On 2020’s I Disagree, Poppy flicked a lit match at her YouTube-era identity, charring its edges with chaotic hyperpop and nu-metal riffage. She couldn’t fully burn her former self down, though, at least not when her former creative partner Titanic Sinclair was still involved. (Sinclair co-wrote every song on I Disagree and directed two of its music videos, though he and Poppy had parted ways at the end of 2019 after she accused him of manipulative behavior.) On Flux, she finishes the job. The album’s catharsis feels convincingly raw, and the anarchic genre mashups that could sometimes feel shticky on I Disagree have been subsumed into something more seamless. She’s still a musical polymath, but she’s learned how to channel her omnivorous tastes into a cohesive whole.

Most of the textures Poppy explores on Flux are rooted in rock music, and she spends much of the record sounding more like the frontwoman of a killer band than a pop star. That’s perhaps an inevitable result of recording live in the studio with her touring musicians, a decision that lends the songs a sweaty, electric frisson. Poppy and her band work through excursions into pop-punk, shoegaze, grunge, dream pop, and in a few carefully chosen moments, the metallic fury that served as I Disagree’s calling card. Where that album delighted in smuggling a Slipknot riff into sugary pop like a razorblade in a candy apple, Flux comes by its bursts of heaviness more honestly. At the climax of “On the Level,” Poppy’s self-proclaimed “first love song,” a chugging thrash passage overtakes the mix. It’s overwhelming in the way that falling in love is, channeling that rush of blood that makes your head swim. “Sometimes love will find you, and it comes at the most unexpected of times, and it’s a nice feeling,” Poppy told DIY of her recent engagement to vampiric shock-rapper Ghostemane. “On the Level” invites us to share in that feeling.

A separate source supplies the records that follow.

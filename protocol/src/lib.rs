// Copyright (c) 2026 ALAS Technology. MIT License.
// See LICENSE for details.

//! # stakepair Protocol: Shared Primitives
//!
//! The boring-but-load-bearing layer underneath the ledger and the staking
//! vault. Nothing in here moves money on its own; it just makes sure that
//! everything which does move money agrees on what an address is, how wide
//! an amount is, what time it is, and what gets announced afterwards.
//!
//! ## Modules
//!
//! - **address**: 20-byte account and contract addresses, zero address included.
//! - **amount**: `u128` amounts, the infinite-allowance sentinel, and
//!   overflow-free `mul_div` for price conversions.
//! - **clock**: host-supplied time. Contracts never read the wall clock.
//! - **events**: the notifications contracts emit for indexers.
//! - **config**: protocol constants and deploy-time parameter sets.
//! - **logging**: `tracing` subscriber setup for hosts and tests.
//!
//! ## Ground Rules
//!
//! 1. Contracts are deterministic state machines: `(state, caller, args, now)`
//!    in, `(state', result, events)` out. No I/O, no hidden clocks.
//! 2. Money arithmetic is checked. Wrapping is a bug, clamping is a lie.
//! 3. Every public type is serde-serializable so hosts can persist it.

pub mod address;
pub mod amount;
pub mod clock;
pub mod config;
pub mod events;
pub mod logging;

pub use address::Address;
pub use amount::{Amount, INFINITE_ALLOWANCE};
pub use clock::{Clock, ManualClock, SystemClock, Timestamp};
pub use events::{Event, EventLog};
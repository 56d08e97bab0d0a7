//! Audit trail of committed transitions.

use chrono::{DateTime, Utc};
use serde::{Deserialize, Serialize};

use crate::item::{ItemId, ReviewStatus};

use super::action::ActionKind;

/// One committed status change.
#[derive(Debug, Clone, PartialEq, Eq, Serialize, Deserialize)]
pub struct TransitionRecord {
    /// Unique identifier within the queue (`trn_001`, ...).
    pub id: String,

    /// Item that changed.
    pub item_id: ItemId,

    /// Action that caused the change.
    pub action: ActionKind,

    pub from: ReviewStatus,
    pub to: ReviewStatus,

    /// Who performed the action.
    #[serde(skip_serializing_if = "Option::is_none")]
    pub actor: Option<String>,

    /// Comment, reason or notes given with the action.
    #[serde(skip_serializing_if = "Option::is_none")]
    pub note: Option<String>,

    /// When the change was committed.
    pub at: DateTime<Utc>,
}

/// Per-queue record id sequence.
#[derive(Debug, Clone, Copy, PartialEq, Eq)]
pub(crate) struct RecordIds {
    next: u64,
}

impl RecordIds {
    /// Continue numbering after `existing` records.
    pub(crate) fn after(existing: usize) -> Self {
        Self {
            next: existing as u64 + 1,
        }
    }

    /// Continue numbering after the highest `trn_NNN` id in `records`.
    ///
    /// Ids in another format do not take part in the numbering.
    pub(crate) fn resume(records: &[TransitionRecord]) -> Self {
        let highest = records
            .iter()
            .filter_map(|record| sequence_number(&record.id))
            .max()
            .unwrap_or(0);
        Self { next: highest + 1 }
    }

    pub(crate) fn next_id(&mut self) -> String {
        let id = format!("trn_{:03}", self.next);
        self.next += 1;
        id
    }
}

fn sequence_number(id: &str) -> Option<u64> {
    id.strip_prefix("trn_")?.parse().ok()
}
//! A reviewer's session over one queue.
//!
//! The session exclusively owns the queue together with the view state that
//! belongs to one dashboard: filter criteria, document-type scope, paginator
//! and vocabulary. [`ReviewSession::view`] recomputes the whole dashboard from
//! that state.

use tracing::debug;

use crate::config::QueueConfig;
use crate::error::{DocketError, Result};
use crate::filter::{Facet, FilterCriteria, RawCriteria, filter, partition_by_type};
use crate::item::{DocumentType, ReviewItem};
use crate::pagination::Paginator;
use crate::presentation::{DashboardView, ItemCard, Presenter};
use crate::queue::{ReviewObserver, ReviewQueue, Revision};
use crate::stats::Statistics;
use crate::vocabulary::Vocabulary;

#[derive(Debug)]
pub struct ReviewSession {
    queue: ReviewQueue,
    criteria: FilterCriteria,
    scope: Facet<DocumentType>,
    paginator: Paginator,
    vocabulary: Vocabulary,
}

impl ReviewSession {
    /// Start a session. The config's policy replaces the queue's.
    pub fn new(queue: ReviewQueue, config: QueueConfig) -> Result<Self> {
        config.validate()?;
        let paginator = Paginator::new(config.page_size)?;

        Ok(Self {
            queue: queue.with_policy(config.policy),
            criteria: config.initial_criteria,
            scope: config.scope,
            paginator,
            vocabulary: config.vocabulary,
        })
    }

    /// Start a session over a loaded set of items.
    pub fn from_items(items: Vec<ReviewItem>, config: QueueConfig) -> Result<Self> {
        Self::new(ReviewQueue::new(items)?, config)
    }

    pub fn queue(&self) -> &ReviewQueue {
        &self.queue
    }

    /// Give the queue back, ending the session.
    pub fn into_queue(self) -> ReviewQueue {
        self.queue
    }

    pub fn subscribe<O>(&mut self, observer: O)
    where
        O: ReviewObserver + 'static,
    {
        self.queue.subscribe(observer);
    }

    pub fn criteria(&self) -> &FilterCriteria {
        &self.criteria
    }

    pub fn scope(&self) -> &Facet<DocumentType> {
        &self.scope
    }

    pub fn vocabulary(&self) -> &Vocabulary {
        &self.vocabulary
    }

    pub fn paginator(&self) -> &Paginator {
        &self.paginator
    }

    /// Replace the criteria and go back to the first page.
    pub fn set_criteria(&mut self, criteria: FilterCriteria) {
        self.criteria = criteria;
        self.paginator.set_page(1);
    }

    /// Replace the criteria from raw UI values.
    ///
    /// Values that cannot be parsed are dropped and returned; the rest apply.
    pub fn apply_raw_criteria(&mut self, raw: &RawCriteria) -> Vec<DocketError> {
        let parsed = FilterCriteria::parse(raw, &self.vocabulary);
        self.set_criteria(parsed.criteria);
        parsed.issues
    }

    pub fn set_search(&mut self, text: impl Into<String>) {
        self.criteria.search_text = text.into();
        self.paginator.set_page(1);
    }

    /// Select a document-type tab. Ignored while the session is scoped.
    pub fn select_tab(&mut self, tab: Facet<DocumentType>) {
        if self.scope.is_all() {
            self.criteria.document_type = tab;
            self.paginator.set_page(1);
        }
    }

    /// Move to a page of the current result. Returns the page selected.
    pub fn set_page(&mut self, page: usize) -> usize {
        let matching = self.visible_items().len();
        self.paginator.set_total_items(matching);
        self.paginator.set_page(page)
    }

    pub fn set_page_size(&mut self, page_size: usize) -> Result<()> {
        let matching = self.visible_items().len();
        self.paginator.set_total_items(matching);
        self.paginator.set_page_size(page_size)
    }

    /// Criteria actually applied: the scope overrides any selected tab.
    pub fn effective_criteria(&self) -> FilterCriteria {
        let mut criteria = self.criteria.clone();
        if !self.scope.is_all() {
            criteria.document_type = self.scope.clone();
        }
        criteria
    }

    /// Every item matching the effective criteria, in queue order.
    pub fn visible_items(&self) -> Vec<&ReviewItem> {
        filter(self.queue.items(), &self.effective_criteria())
    }

    pub fn statistics(&self) -> Statistics {
        self.queue.statistics()
    }

    /// Recompute the dashboard for the current state.
    pub fn view(&mut self) -> DashboardView {
        let presenter = Presenter::new(&self.vocabulary, self.queue.policy());
        let stats = self.queue.statistics();

        let (matched, tabs) = if self.scope.is_all() {
            let mut untabbed = self.criteria.clone();
            untabbed.document_type = Facet::All;
            let groups = partition_by_type(&filter(self.queue.items(), &untabbed));
            let tabs = presenter.tabs(&groups, &self.criteria.document_type);
            let matched = match self.criteria.document_type.value() {
                Some(document_type) => groups.of(*document_type).to_vec(),
                None => groups.all,
            };
            (matched, tabs)
        } else {
            (filter(self.queue.items(), &self.effective_criteria()), Vec::new())
        };

        let page = self.paginator.paginate(&matched);
        debug!(
            page = page.number,
            total_pages = page.total_pages,
            matching = page.total_items,
            "recomputed dashboard"
        );
        presenter.dashboard(&stats, tabs, &page)
    }

    /// Open one item, notifying observers.
    pub fn view_detail(&self, id: &str) -> Result<ItemCard> {
        let item = self.queue.view(id)?;
        Ok(Presenter::new(&self.vocabulary, self.queue.policy()).card(item))
    }

    pub fn approve(&mut self, id: &str, comment: Option<&str>) -> Result<&ReviewItem> {
        self.queue.approve(id, comment)
    }

    pub fn approve_by(
        &mut self,
        id: &str,
        reviewer: &str,
        comment: Option<&str>,
    ) -> Result<&ReviewItem> {
        self.queue.approve_by(id, reviewer, comment)
    }

    pub fn reject(&mut self, id: &str, reason: &str) -> Result<&ReviewItem> {
        self.queue.reject(id, reason)
    }

    pub fn reject_by(&mut self, id: &str, reviewer: &str, reason: &str) -> Result<&ReviewItem> {
        self.queue.reject_by(id, reviewer, reason)
    }

    pub fn assign_for_review(&mut self, id: &str, reviewer: &str) -> Result<&ReviewItem> {
        self.queue.assign_for_review(id, reviewer)
    }

    pub fn revise(&mut self, id: &str, notes: &str) -> Result<&ReviewItem> {
        self.queue.revise(id, notes)
    }

    pub fn resubmit(&mut self, id: &str) -> Result<&ReviewItem> {
        self.queue.resubmit(id)
    }

    pub fn resubmit_revised(&mut self, id: &str, revision: Revision) -> Result<&ReviewItem> {
        self.queue.resubmit_revised(id, revision)
    }
}

#[cfg(test)]
mod tests {
    use super::*;
    use crate::item::{ExtractedData, Priority, ReviewStatus};
    use crate::queue::{Notification, RecordingObserver};

    fn items(n: usize) -> Vec<ReviewItem> {
        (1..=n)
            .map(|i| {
                let payload = if i % 3 == 0 {
                    ExtractedData::procedure("Commerce", "Ministère du Commerce")
                } else {
                    ExtractedData::legal_text("Loi", "Finance")
                };
                ReviewItem::new(i.to_string(), format!("Document {}", i), payload)
                    .with_confidence(90)
                    .with_priority(Priority::Medium)
                    .with_category(if i % 3 == 0 { "Commerce" } else { "Finance" })
            })
            .collect()
    }

    #[test]
    fn test_view_paginates_filtered_items() {
        let mut session = ReviewSession::from_items(items(12), QueueConfig::default()).unwrap();

        let first = session.view();
        assert_eq!(first.cards.len(), 10);
        assert_eq!(first.total_pages, 2);
        assert_eq!(first.showing, Some((1, 10)));

        assert_eq!(session.set_page(2), 2);
        let second = session.view();
        assert_eq!(second.cards.len(), 2);
        assert_eq!(second.showing, Some((11, 12)));
    }

    #[test]
    fn test_stats_ignore_filters() {
        let mut session = ReviewSession::from_items(items(12), QueueConfig::default()).unwrap();
        session.set_criteria(FilterCriteria::new().with_category("Commerce"));

        let view = session.view();
        assert_eq!(view.matching, 4);
        assert_eq!(view.stats[0].value, 12);
    }

    #[test]
    fn test_tabs_select_document_type() {
        let mut session = ReviewSession::from_items(items(12), QueueConfig::default()).unwrap();
        session.select_tab(Facet::Only(DocumentType::Procedure));

        let view = session.view();
        assert_eq!(view.matching, 4);
        assert_eq!(view.tabs[0].count, 12);
        assert!(view.tabs[2].active);
    }

    #[test]
    fn test_scoped_session_has_no_tabs() {
        let config = QueueConfig::scoped(DocumentType::LegalText);
        let mut session = ReviewSession::from_items(items(12), config).unwrap();
        session.select_tab(Facet::Only(DocumentType::Procedure));

        let view = session.view();
        assert!(view.tabs.is_empty());
        assert_eq!(view.matching, 8);
    }

    #[test]
    fn test_filter_change_resets_page() {
        let mut session = ReviewSession::from_items(items(12), QueueConfig::default()).unwrap();
        session.set_page(2);
        session.set_search("Document 1");

        assert_eq!(session.paginator().page(), 1);
        let view = session.view();
        // "Document 1", "Document 10", "Document 11", "Document 12"
        assert_eq!(view.matching, 4);
    }

    #[test]
    fn test_raw_criteria_fall_back_per_criterion() {
        let config = QueueConfig::default().with_vocabulary(Vocabulary::french_legal());
        let mut session = ReviewSession::from_items(items(6), config).unwrap();

        let issues = session.apply_raw_criteria(&RawCriteria {
            category: Some("Commerce".to_string()),
            priority: Some("critical".to_string()),
            ..RawCriteria::default()
        });

        assert_eq!(issues.len(), 1);
        assert_eq!(session.view().matching, 2);
    }

    #[test]
    fn test_actions_flow_through_queue() {
        let mut session = ReviewSession::from_items(items(3), QueueConfig::default()).unwrap();
        let observer = RecordingObserver::new();
        session.subscribe(observer.clone());

        session.approve("1", None).unwrap();
        let card = session.view_detail("1").unwrap();

        assert_eq!(session.statistics().approved, 1);
        assert!(card.actions.is_empty());
        assert_eq!(
            observer.callbacks().last(),
            Some(&Notification::Viewed {
                item_id: "1".into()
            })
        );
        assert_eq!(session.queue().get("1").unwrap().status, ReviewStatus::Approved);
    }
}
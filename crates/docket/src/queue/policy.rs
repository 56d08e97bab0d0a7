//! Which transitions a queue permits.

use serde::{Deserialize, Serialize};

use crate::item::ReviewStatus;

use super::action::{ActionKind, ReviewAction};

/// Configurable parts of the review state machine.
///
/// The base table is fixed; the policy only widens or narrows the two paths
/// whose intent varies between dashboards.
#[derive(Debug, Clone, Copy, PartialEq, Eq, Serialize, Deserialize)]
#[serde(default)]
pub struct TransitionPolicy {
    /// Allow rejecting an item that is already under review.
    pub reject_under_review: bool,

    /// Allow a reviewer to resubmit an item without new extracted content.
    /// When false, only extraction-driven resubmission returns an item to
    /// pending.
    pub manual_resubmit: bool,
}

impl Default for TransitionPolicy {
    fn default() -> Self {
        Self {
            reject_under_review: false,
            manual_resubmit: true,
        }
    }
}

impl TransitionPolicy {
    /// Strict table with no optional paths.
    pub fn new() -> Self {
        Self::default()
    }

    pub fn with_reject_under_review(mut self, allowed: bool) -> Self {
        self.reject_under_review = allowed;
        self
    }

    pub fn with_manual_resubmit(mut self, allowed: bool) -> Self {
        self.manual_resubmit = allowed;
        self
    }

    /// Statuses from which `action` may be applied.
    pub fn allowed_from(&self, action: &ReviewAction) -> Vec<ReviewStatus> {
        match action {
            ReviewAction::Resubmit { revision: None } if !self.manual_resubmit => Vec::new(),
            _ => self.allowed_for_kind(action.kind()),
        }
    }

    /// Statuses from which an action kind may be applied, ignoring arguments.
    pub fn allowed_for_kind(&self, kind: ActionKind) -> Vec<ReviewStatus> {
        match kind {
            ActionKind::Approve => vec![ReviewStatus::Pending, ReviewStatus::UnderReview],
            ActionKind::Reject if self.reject_under_review => {
                vec![ReviewStatus::Pending, ReviewStatus::UnderReview]
            }
            ActionKind::Reject => vec![ReviewStatus::Pending],
            ActionKind::AssignForReview => vec![ReviewStatus::Pending],
            ActionKind::Revise => vec![ReviewStatus::UnderReview],
            ActionKind::Resubmit => vec![ReviewStatus::NeedsRevision],
        }
    }

    /// Action kinds available from a status, in button order.
    pub fn available_actions(&self, status: ReviewStatus) -> Vec<ActionKind> {
        [
            ActionKind::Approve,
            ActionKind::Reject,
            ActionKind::AssignForReview,
            ActionKind::Revise,
            ActionKind::Resubmit,
        ]
        .into_iter()
        .filter(|kind| {
            if *kind == ActionKind::Resubmit && !self.manual_resubmit {
                return false;
            }
            self.allowed_for_kind(*kind).contains(&status)
        })
        .collect()
    }
}

#[cfg(test)]
mod tests {
    use super::*;

    #[test]
    fn test_default_table() {
        let policy = TransitionPolicy::default();

        assert_eq!(
            policy.allowed_for_kind(ActionKind::Approve),
            vec![ReviewStatus::Pending, ReviewStatus::UnderReview]
        );
        assert_eq!(
            policy.allowed_for_kind(ActionKind::Reject),
            vec![ReviewStatus::Pending]
        );
        assert_eq!(
            policy.allowed_for_kind(ActionKind::Revise),
            vec![ReviewStatus::UnderReview]
        );
    }

    #[test]
    fn test_reject_under_review_widens_reject() {
        let policy = TransitionPolicy::new().with_reject_under_review(true);
        assert!(
            policy
                .allowed_for_kind(ActionKind::Reject)
                .contains(&ReviewStatus::UnderReview)
        );
    }

    #[test]
    fn test_manual_resubmit_disabled() {
        let policy = TransitionPolicy::new().with_manual_resubmit(false);

        let manual = ReviewAction::Resubmit { revision: None };
        assert!(policy.allowed_from(&manual).is_empty());

        let extracted = ReviewAction::Resubmit {
            revision: Some(Default::default()),
        };
        assert_eq!(
            policy.allowed_from(&extracted),
            vec![ReviewStatus::NeedsRevision]
        );
    }

    #[test]
    fn test_available_actions() {
        let policy = TransitionPolicy::default();

        assert_eq!(
            policy.available_actions(ReviewStatus::Pending),
            vec![ActionKind::Approve, ActionKind::Reject, ActionKind::AssignForReview]
        );
        assert_eq!(
            policy.available_actions(ReviewStatus::UnderReview),
            vec![ActionKind::Approve, ActionKind::Revise]
        );
        assert!(policy.available_actions(ReviewStatus::Approved).is_empty());
        assert!(policy.available_actions(ReviewStatus::Rejected).is_empty());
    }

    #[test]
    fn test_policy_from_partial_json() {
        let policy: TransitionPolicy =
            serde_json::from_str(r#"{"reject_under_review": true}"#).unwrap();

        assert!(policy.reject_under_review);
        assert!(policy.manual_resubmit);
    }
}
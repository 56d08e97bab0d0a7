//! Error types for the Docket library.

use thiserror::Error;

use crate::item::ReviewStatus;
use crate::queue::ActionKind;

/// Main error type for Docket operations.
#[derive(Debug, Error)]
pub enum DocketError {
    /// The requested action is not permitted from the item's current status.
    ///
    /// The queue is left unchanged when this is returned.
    #[error(
        "Cannot {action} item '{item_id}' while it is {current}; allowed from: {}",
        format_allowed(.allowed)
    )]
    InvalidTransition {
        item_id: String,
        current: ReviewStatus,
        action: ActionKind,
        allowed: Vec<ReviewStatus>,
    },

    /// Malformed input: empty reasons, invalid records, unknown criteria values.
    #[error("Validation error: {0}")]
    Validation(String),

    /// No item with this id exists in the queue.
    #[error("Item '{id}' not found")]
    NotFound { id: String },

    /// An item with this id is already present.
    #[error("Duplicate item id '{id}'")]
    DuplicateId { id: String },

    /// Configuration error.
    #[error("Configuration error: {0}")]
    Config(String),

    /// JSON serialization/deserialization error.
    #[error("JSON error: {0}")]
    Json(#[from] serde_json::Error),
}

fn format_allowed(allowed: &[ReviewStatus]) -> String {
    if allowed.is_empty() {
        return "none".to_string();
    }
    allowed
        .iter()
        .map(|s| s.to_string())
        .collect::<Vec<_>>()
        .join(", ")
}

/// Result type alias for Docket operations.
pub type Result<T> = std::result::Result<T, DocketError>;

Elsewhere, Poppy taps into her rage. The vicious pop-punk of “Lessen the Damage” sounds like Paramore with harsh vocals—a “good 4 u” for the Hot Topic set. “Her” is one of several songs that feels like a pointed rebuke of her ousted collaborator: “Give her a taste/Take it away/Under your thumb/Tell her to stay.” Its empowering chorus is a moment of triumph for this new, liberated Poppy, who “picked herself up, put her back together.” Delivering such obviously autobiographical lines in the third person is a canny touch from an artist still in the process of shaking off the character she once played. When the storming metal guitars return deep into the otherwise serene closing track, “Never Find My Place,” Poppy screams “You broke into my life!” over and over. The effect is purifying.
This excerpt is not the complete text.